### EXERCISE PROMPT:
Your answer must consist solely of the lines from the start of the entries below through the line with "phrase WHERE document_id = $document_id;", unchanged.

### EXERCISE DATA:
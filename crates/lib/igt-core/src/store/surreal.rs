use std::collections::BTreeMap;
use std::sync::Arc;

use igt_store::models::{
    GlossNode,
    MorphemeNode,
    PhraseNode,
    RelationRecord,
    SectionNode,
    Subgraph,
    TextNode,
    WordNode,
    WriteBatch,
};
use igt_store::schema::{
    NODE_TABLES,
    RELATION_TABLES,
    TABLE_GLOSS,
    TABLE_MORPHEME,
    TABLE_PHRASE,
    TABLE_SECTION,
    TABLE_TEXT,
    TABLE_WORD,
};
use surrealdb::{Connection, Surreal};
use surrealdb_types::SurrealValue;
use tokio::sync::OnceCell;
use tracing::debug;

use super::{GraphStore, StoreError, StoreResult, ensure_non_empty, validate_batch};

const READ_DOCUMENT: &str = "
SELECT key, document_id, title, source, comment, language_code FROM text WHERE document_id = $document_id;
SELECT key, document_id, `order` FROM section WHERE document_id = $document_id;
SELECT key, document_id, `order`, segnum, surface_text, language FROM phrase WHERE document_id = $document_id;
SELECT key, document_id, surface_form, gloss, pos, language, is_punctuation, guid, gloss_language FROM word WHERE document_id = $document_id;
SELECT key, document_id, morph_type, surface_form, citation_form, gloss, msa, language, guid, gloss_language FROM morpheme WHERE document_id = $document_id;
SELECT key, document_id, kind, target_kind, text, language FROM gloss WHERE document_id = $document_id;
SELECT kind, from_key, to_key, document_id, `order` FROM section_part_of_text WHERE document_id = $document_id;
SELECT kind, from_key, to_key, document_id, `order` FROM phrase_in_section WHERE document_id = $document_id;
SELECT kind, from_key, to_key, document_id, `order` FROM section_has_word WHERE document_id = $document_id;
SELECT kind, from_key, to_key, document_id, `order` FROM phrase_composed_of WHERE document_id = $document_id;
SELECT kind, from_key, to_key, document_id, `order` FROM word_made_of WHERE document_id = $document_id;
SELECT kind, from_key, to_key, document_id, `order` FROM analyzes WHERE document_id = $document_id;
";

const RELATION_STATEMENT_OFFSET: usize = 6;

/// `SurrealDB` store with one table per node kind and one per relation.
pub struct SurrealGraphStore<C: Connection> {
    db: Arc<Surreal<C>>,
    schema: Arc<OnceCell<()>>,
}

impl<C: Connection> Clone for SurrealGraphStore<C> {
    fn clone(&self) -> Self {
        Self {
            db: self.db.clone(),
            schema: self.schema.clone(),
        }
    }
}

impl<C: Connection> SurrealGraphStore<C> {
    #[must_use]
    pub fn new(db: Surreal<C>) -> Self {
        Self::from_arc(Arc::new(db))
    }

    #[must_use]
    pub fn from_arc(db: Arc<Surreal<C>>) -> Self {
        Self {
            db,
            schema: Arc::new(OnceCell::new()),
        }
    }

    #[must_use]
    pub fn db(&self) -> &Surreal<C> {
        &self.db
    }

    /// Defines every table and its `document_id` index once per store.
    ///
    /// # Errors
    /// Returns `StoreError` if a definition statement fails.
    pub async fn ensure_schema(&self) -> StoreResult<()> {
        self.schema
            .get_or_try_init(|| async {
                let mut sql = String::new();
                for table in NODE_TABLES.iter().chain(RELATION_TABLES.iter()) {
                    sql.push_str(&format!("DEFINE TABLE IF NOT EXISTS {table} SCHEMALESS;\n"));
                    sql.push_str(&format!(
                        "DEFINE INDEX IF NOT EXISTS {table}_document ON TABLE {table} FIELDS document_id;\n"
                    ));
                }
                self.db.query(sql).await?.check()?;
                debug!("graph tables defined");
                Ok::<(), StoreError>(())
            })
            .await?;
        Ok(())
    }
}

impl<C: Connection> GraphStore for SurrealGraphStore<C> {
    async fn write_document(&self, batch: WriteBatch) -> StoreResult<()> {
        let subgraph = validate_batch(&batch)?;
        self.ensure_schema().await?;

        let Subgraph {
            text,
            sections,
            phrases,
            words,
            morphemes,
            glosses,
            relations,
        } = subgraph;

        let mut relation_groups: BTreeMap<&'static str, Vec<RelationRecord>> = BTreeMap::new();
        for relation in relations {
            let Some(table) = RELATION_TABLES.iter().find(|table| **table == relation.kind) else {
                return Err(StoreError::InvalidInput(format!(
                    "unknown relation kind {}",
                    relation.kind
                )));
            };
            relation_groups.entry(*table).or_default().push(relation);
        }

        let mut inserts = vec![TABLE_TEXT];
        for (table, empty) in [
            (TABLE_SECTION, sections.is_empty()),
            (TABLE_PHRASE, phrases.is_empty()),
            (TABLE_WORD, words.is_empty()),
            (TABLE_MORPHEME, morphemes.is_empty()),
            (TABLE_GLOSS, glosses.is_empty()),
        ] {
            if !empty {
                inserts.push(table);
            }
        }
        inserts.extend(relation_groups.keys().copied());

        let mut sql = String::from("BEGIN TRANSACTION;\n");
        for table in NODE_TABLES.iter().chain(RELATION_TABLES.iter()) {
            sql.push_str(&format!("DELETE {table} WHERE document_id = $document_id;\n"));
        }
        for table in &inserts {
            sql.push_str(&format!("INSERT INTO {table} ${table};\n"));
        }
        sql.push_str("COMMIT TRANSACTION;\n");

        let row_count = 1 + sections.len() + phrases.len() + words.len() + morphemes.len() + glosses.len();
        let mut query = self
            .db
            .query(sql)
            .bind(("document_id", batch.document_id.clone()))
            .bind((TABLE_TEXT, vec![text]));
        if !sections.is_empty() {
            query = query.bind((TABLE_SECTION, sections));
        }
        if !phrases.is_empty() {
            query = query.bind((TABLE_PHRASE, phrases));
        }
        if !words.is_empty() {
            query = query.bind((TABLE_WORD, words));
        }
        if !morphemes.is_empty() {
            query = query.bind((TABLE_MORPHEME, morphemes));
        }
        if !glosses.is_empty() {
            query = query.bind((TABLE_GLOSS, glosses));
        }
        let edge_count: usize = relation_groups.values().map(Vec::len).sum();
        for (table, rows) in relation_groups {
            query = query.bind((table, rows));
        }
        query.await?.check()?;

        debug!(
            document_id = %batch.document_id,
            rows = row_count,
            edges = edge_count,
            "replaced document subgraph"
        );
        Ok(())
    }

    async fn read_document(&self, document_id: &str) -> StoreResult<Option<Subgraph>> {
        ensure_non_empty(document_id, "document_id")?;
        self.ensure_schema().await?;

        let mut response = self
            .db
            .query(READ_DOCUMENT)
            .bind(("document_id", document_id.to_string()))
            .await?
            .check()?;

        let mut texts: Vec<TextNode> = response.take(0)?;
        let Some(text) = texts.pop() else {
            return Ok(None);
        };
        let sections: Vec<SectionNode> = response.take(1)?;
        let phrases: Vec<PhraseNode> = response.take(2)?;
        let words: Vec<WordNode> = response.take(3)?;
        let morphemes: Vec<MorphemeNode> = response.take(4)?;
        let glosses: Vec<GlossNode> = response.take(5)?;
        let mut relations = Vec::new();
        for index in 0..RELATION_TABLES.len() {
            let rows: Vec<RelationRecord> = response.take(RELATION_STATEMENT_OFFSET + index)?;
            relations.extend(rows);
        }

        Ok(Some(Subgraph {
            text,
            sections,
            phrases,
            words,
            morphemes,
            glosses,
            relations,
        }))
    }

    async fn list_documents(&self, limit: usize) -> StoreResult<Vec<TextNode>> {
        let limit = limit_to_i64(limit)?;
        self.ensure_schema().await?;
        let query = "SELECT key, document_id, title, source, comment, language_code FROM text ORDER BY key LIMIT $limit;";
        let mut response = self.db.query(query).bind(("limit", limit)).await?;
        let records: Vec<TextNode> = response.take(0)?;
        Ok(records)
    }

    async fn document_ids(&self) -> StoreResult<Vec<String>> {
        self.ensure_schema().await?;
        let query = "SELECT key FROM text ORDER BY key;";
        let mut response = self.db.query(query).await?;
        let records: Vec<KeyRow> = response.take(0)?;
        let mut keys: Vec<String> = records.into_iter().map(|row| row.key).collect();
        keys.sort();
        keys.dedup();
        Ok(keys)
    }
}

#[derive(serde::Deserialize, SurrealValue)]
#[surreal(crate = "surrealdb_types")]
struct KeyRow {
    key: String,
}

fn limit_to_i64(limit: usize) -> StoreResult<i64> {
    i64::try_from(limit).map_err(|_| {
        StoreError::InvalidInput("limit exceeds supported range".to_string())
    })
}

### WORKED SOLUTION:
filename crates/lib/igt-core/src/store/surreal.rs
use std::collections::BTreeMap;
use std::sync::Arc;

use igt_store::models::{
    GlossNode,
    MorphemeNode,
    PhraseNode,
    RelationRecord,
    SectionNode,
    Subgraph,
    TextNode,
    WordNode,
    WriteBatch,
};
use igt_store::schema::{
    NODE_TABLES,
    RELATION_TABLES,
    TABLE_GLOSS,
    TABLE_MORPHEME,
    TABLE_PHRASE,
    TABLE_SECTION,
    TABLE_TEXT,
    TABLE_WORD,
};
use surrealdb::{Connection, Surreal};
use surrealdb_types::SurrealValue;
use tokio::sync::OnceCell;
use tracing::debug;

use super::{GraphStore, StoreError, StoreResult, ensure_non_empty, validate_batch};

const READ_DOCUMENT: &str = "
SELECT key, document_id, title, source, comment, language_code FROM text WHERE document_id = $document_id;
SELECT key, document_id, `order` FROM section WHERE document_id = $document_id;
SELECT key, document_id, `order`, segnum, surface_text, language FROM phrase WHERE document_id = $document_id;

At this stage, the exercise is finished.